Nicolas Guillou : l’affaire qui montre la mainmise numérique de Washington sur l’Europe


En août 2025, puni par Washington pour avoir émis des mandats d’arrêt contre des responsables israéliens, un juge français de la Cour pénale internationale a vu sa vie numérique s’arrêter sans procès ni préavis : comptes fermés, moyens de paiement neutralisés, services du quotidien inaccessibles. L’affaire Nicolas Guillou ridiculise une Europe qui n’a jamais su contrôler son infrastructure numérique et en paie désormais le prix politique.

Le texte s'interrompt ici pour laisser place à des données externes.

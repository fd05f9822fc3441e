//! # urlfilter Architecture
//!
//! urlfilter keeps the state of a **generic filter** (saved configurations of
//! property conditions) in sync with a view's **URL query parameters**, in both
//! directions. It is a UI-agnostic library: the host framework plugs in through
//! small traits and drives the two sync directions explicitly.
//!
//! ## Layers
//!
//! ```text
//! ┌─────────────────────────────────────────────────────────────┐
//! │  Facet (facet.rs)                                           │
//! │  - One per view; hosts binders, talks to the Router port    │
//! │  - Merges binder emissions into a single location update    │
//! └─────────────────────────────────────────────────────────────┘
//!                              │
//!                              ▼
//! ┌─────────────────────────────────────────────────────────────┐
//! │  Binder (binder.rs)                                         │
//! │  - Location → filter: decode, reconcile, activate           │
//! │  - Filter → location: coalesce edits, serialize, dedupe     │
//! └─────────────────────────────────────────────────────────────┘
//!                              │
//!                              ▼
//! ┌─────────────────────────────────────────────────────────────┐
//! │  Core (codec/, reconcile.rs, registry.rs, filter.rs)        │
//! │  - Pure logic over Rust types                               │
//! │  - Entity model and permissions via metadata/ ports         │
//! └─────────────────────────────────────────────────────────────┘
//! ```
//!
//! ## Wire Format
//!
//! A condition travels as one token:
//!
//! ```text
//! property:<path>|<operation>|<value>
//! ```
//!
//! `|` inside any segment is written as `%7C` and `%` as `%25`, so decoding is
//! exact. The value is formatted according to the property's datatype (see
//! [`codec::ParamCodec`]). An empty value segment means "no value".
//!
//! ## Key Principle: No I/O Assumptions
//!
//! Nothing in this crate writes to stdout, reads the environment (apart from
//! [`config::BinderConfig::load`]) or assumes a particular UI toolkit. Failures
//! that only affect one token are logged through `tracing` and skipped; every
//! other failure is returned as a [`error::FilterError`].
//!
//! ## Module Overview
//!
//! - [`binder`]: `GenericFilterBinder`, the two-way sync for one filter
//! - [`facet`]: `UrlQueryParametersFacet` and the `Router` port
//! - [`filter`]: `GenericFilter`, the state the UI edits
//! - [`codec`]: value and condition token codecs
//! - [`reconcile`]: merging URL conditions into a configuration
//! - [`registry`]: known configurations and the active one
//! - [`memento`]: initial-state snapshot
//! - [`notify`]: listeners and the change tracker
//! - [`metadata`]: entity model and access control ports
//! - [`model`]: configurations and conditions
//! - [`params`]: query parameter maps
//! - [`config`]: binder settings
//! - [`error`]: error types

pub mod binder;
pub mod codec;
pub mod config;
pub mod error;
pub mod facet;
pub mod filter;
pub mod memento;
pub mod metadata;
pub mod model;
pub mod notify;
pub mod params;
pub mod reconcile;
pub mod registry;

#[cfg(any(test, feature = "test_utils"))]
pub mod test_utils;

pub use binder::{GenericFilterBinder, QueryParametersChanged, StateUpdate};
pub use error::{FilterError, Result};
pub use facet::{HasInitialState, Router, UrlQueryParametersBinder, UrlQueryParametersFacet};
pub use filter::GenericFilter;
pub use params::QueryParameters;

En deux ou trois clics, Airbnb, Amazon, PayPal, Visa, Mastercard, tout s’éteint. Même à son domicile, Alexa s’est tue. Cette “mort numérique” n’est pas un accident mais l’application méthodique d’une décision extraterritoriale américaine, suivie sans résistance par les géants de la Tech et, plus troublant encore, par des banques européennes soucieuses de préserver leur accès au marché américain. L’information a été révélée et documentée par Le Temps, qui pointe une soumission devenue réflexe.

Près de 80 % des données publiques européennes sont hébergées sur des clouds soumis au Cloud Act, offrant à Washington un droit d’accès légal. La CPI a quitté Microsoft pour une solution allemande, OpenDesk, mais le geste reste symbolique. C’est tout un écosystème numérique souverain qu’il faudrait pour résister, et cela commence à s’organiser. Le 20 janvier 2026, à Paris, chercheurs et activistes réunis par le CNRS et la Fondation Inria ont appelé à une “résilience numérique européenne”. Henri Verdier y a rappelé que « l’Europe est le berceau des standards ouverts », refusant la fuite en avant des data centers subventionnés.

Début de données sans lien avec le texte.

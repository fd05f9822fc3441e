//! Reserved-character escaping for positional tokens.
//!
//! Condition tokens are split on [`SEPARATOR`] and list values on
//! [`LIST_SEPARATOR`], so any literal occurrence of those characters inside a
//! free-text segment is replaced by a placeholder before emission and restored
//! after splitting.
//!
//! The placeholder is the percent form of the reserved character (`|` → `%7C`).
//! `%` itself is always written as `%25`, which keeps the scheme reversible for
//! every input, including text that already contains something looking like a
//! placeholder.

/// Separator between the segments of a condition token.
pub const SEPARATOR: char = '|';

/// Separator between the items of a list value.
pub const LIST_SEPARATOR: char = ',';

const ESCAPE: char = '%';

fn placeholder(reserved: char) -> String {
    format!("{}{:02X}", ESCAPE, reserved as u32)
}

/// Replace every `reserved` character (and the escape character) in `text`.
pub fn escape(text: &str, reserved: char) -> String {
    if !text.contains(reserved) && !text.contains(ESCAPE) {
        return text.to_string();
    }

    let reserved_placeholder = placeholder(reserved);
    let escape_placeholder = placeholder(ESCAPE);
    let mut out = String::with_capacity(text.len() + 8);
    for c in text.chars() {
        if c == ESCAPE {
            out.push_str(&escape_placeholder);
        } else if c == reserved {
            out.push_str(&reserved_placeholder);
        } else {
            out.push(c);
        }
    }
    out
}

/// Inverse of [`escape`]. Unknown `%XX` sequences are kept verbatim.
pub fn unescape(text: &str, reserved: char) -> String {
    if !text.contains(ESCAPE) {
        return text.to_string();
    }

    let reserved_placeholder = placeholder(reserved);
    let escape_placeholder = placeholder(ESCAPE);
    let mut out = String::with_capacity(text.len());
    let mut rest = text;
    while let Some(pos) = rest.find(ESCAPE) {
        out.push_str(&rest[..pos]);
        let tail = &rest[pos..];
        if tail.starts_with(&escape_placeholder) {
            out.push(ESCAPE);
            rest = &tail[escape_placeholder.len()..];
        } else if tail.starts_with(&reserved_placeholder) {
            out.push(reserved);
            rest = &tail[reserved_placeholder.len()..];
        } else {
            out.push(ESCAPE);
            rest = &tail[ESCAPE.len_utf8()..];
        }
    }
    out.push_str(rest);
    out
}

/// Split `text` on unescaped `reserved` characters, unescaping each part.
pub fn split_escaped(text: &str, reserved: char) -> Vec<String> {
    text.split(reserved).map(|p| unescape(p, reserved)).collect()
}

/// Escape each part and join with `reserved`.
pub fn join_escaped<I, S>(parts: I, reserved: char) -> String
where
    I: IntoIterator<Item = S>,
    S: AsRef<str>,
{
    parts
        .into_iter()
        .map(|p| escape(p.as_ref(), reserved))
        .collect::<Vec<_>>()
        .join(&reserved.to_string())
}
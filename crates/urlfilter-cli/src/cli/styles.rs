//! Terminal styles.
//!
//! Rendering code asks for semantic styles (a property path, a configuration
//! id) rather than colors, so the palette can change in one place. `console`
//! drops the styling when stdout is not a terminal.

use console::Style;

pub fn heading() -> Style {
    Style::new().bold()
}

pub fn muted() -> Style {
    Style::new().dim()
}

pub fn configuration() -> Style {
    Style::new().cyan().bold()
}

pub fn property() -> Style {
    Style::new().cyan()
}

pub fn operation() -> Style {
    Style::new().magenta()
}

pub fn value() -> Style {
    Style::new().yellow()
}

pub fn added() -> Style {
    Style::new().green()
}

pub fn rejected() -> Style {
    Style::new().red()
}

Comme le rapporte l’ADN, des alternatives émergent, discrètes mais concrètes. Panoramax, porté par l’IGN, propose une cartographie libre face à Google Street View. OpenPortability promet une circulation fluide entre réseaux sociaux. Le CESIN et Hexatrust recensent plus de 300 solutions européennes de cybersécurité. Pourtant, l’État lui-même avance à pas comptés. La Gendarmerie a basculé sur Linux, tandis que la DGSI renouvelle son contrat avec Palantir, faute de solution souveraine opérationnelle.

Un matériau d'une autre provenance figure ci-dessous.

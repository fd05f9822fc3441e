//! # urlfilter CLI
//!
//! A thin command-line client over the `urlfilter` library. It loads a filter
//! definition (entity schema, hidden properties, saved configurations) from a
//! TOML file, builds a binder for it and runs one sync step:
//!
//! - `encode`: serialize a configuration to query parameters
//! - `apply`: apply a query string as a location change and show the result
//! - `decode`: decode individual condition tokens
//! - `config`: print the resolved binder settings
//!
//! All terminal concerns (argument parsing, logging setup, styling, exit codes)
//! live under `src/cli/`; this file only calls `cli::run()`.

mod cli;

fn main() {
    if let Err(e) = cli::run() {
        eprintln!("Error: {}", e);
        std::process::exit(1);
    }
}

« Linux et le Web ont été inventés en Europe. Et pourtant, en 2025, nous vivons dans la terreur qu’un président américain limite l’accès à nos propres services numériques. », déplore l’entrepreneur Tariq Krim. En réduisant le cloud à une question de serveurs, l’Europe a abandonné la maîtrise du logiciel. Il faut reconstruire la souveraineté, qu’on ne peut pas simplement décréter.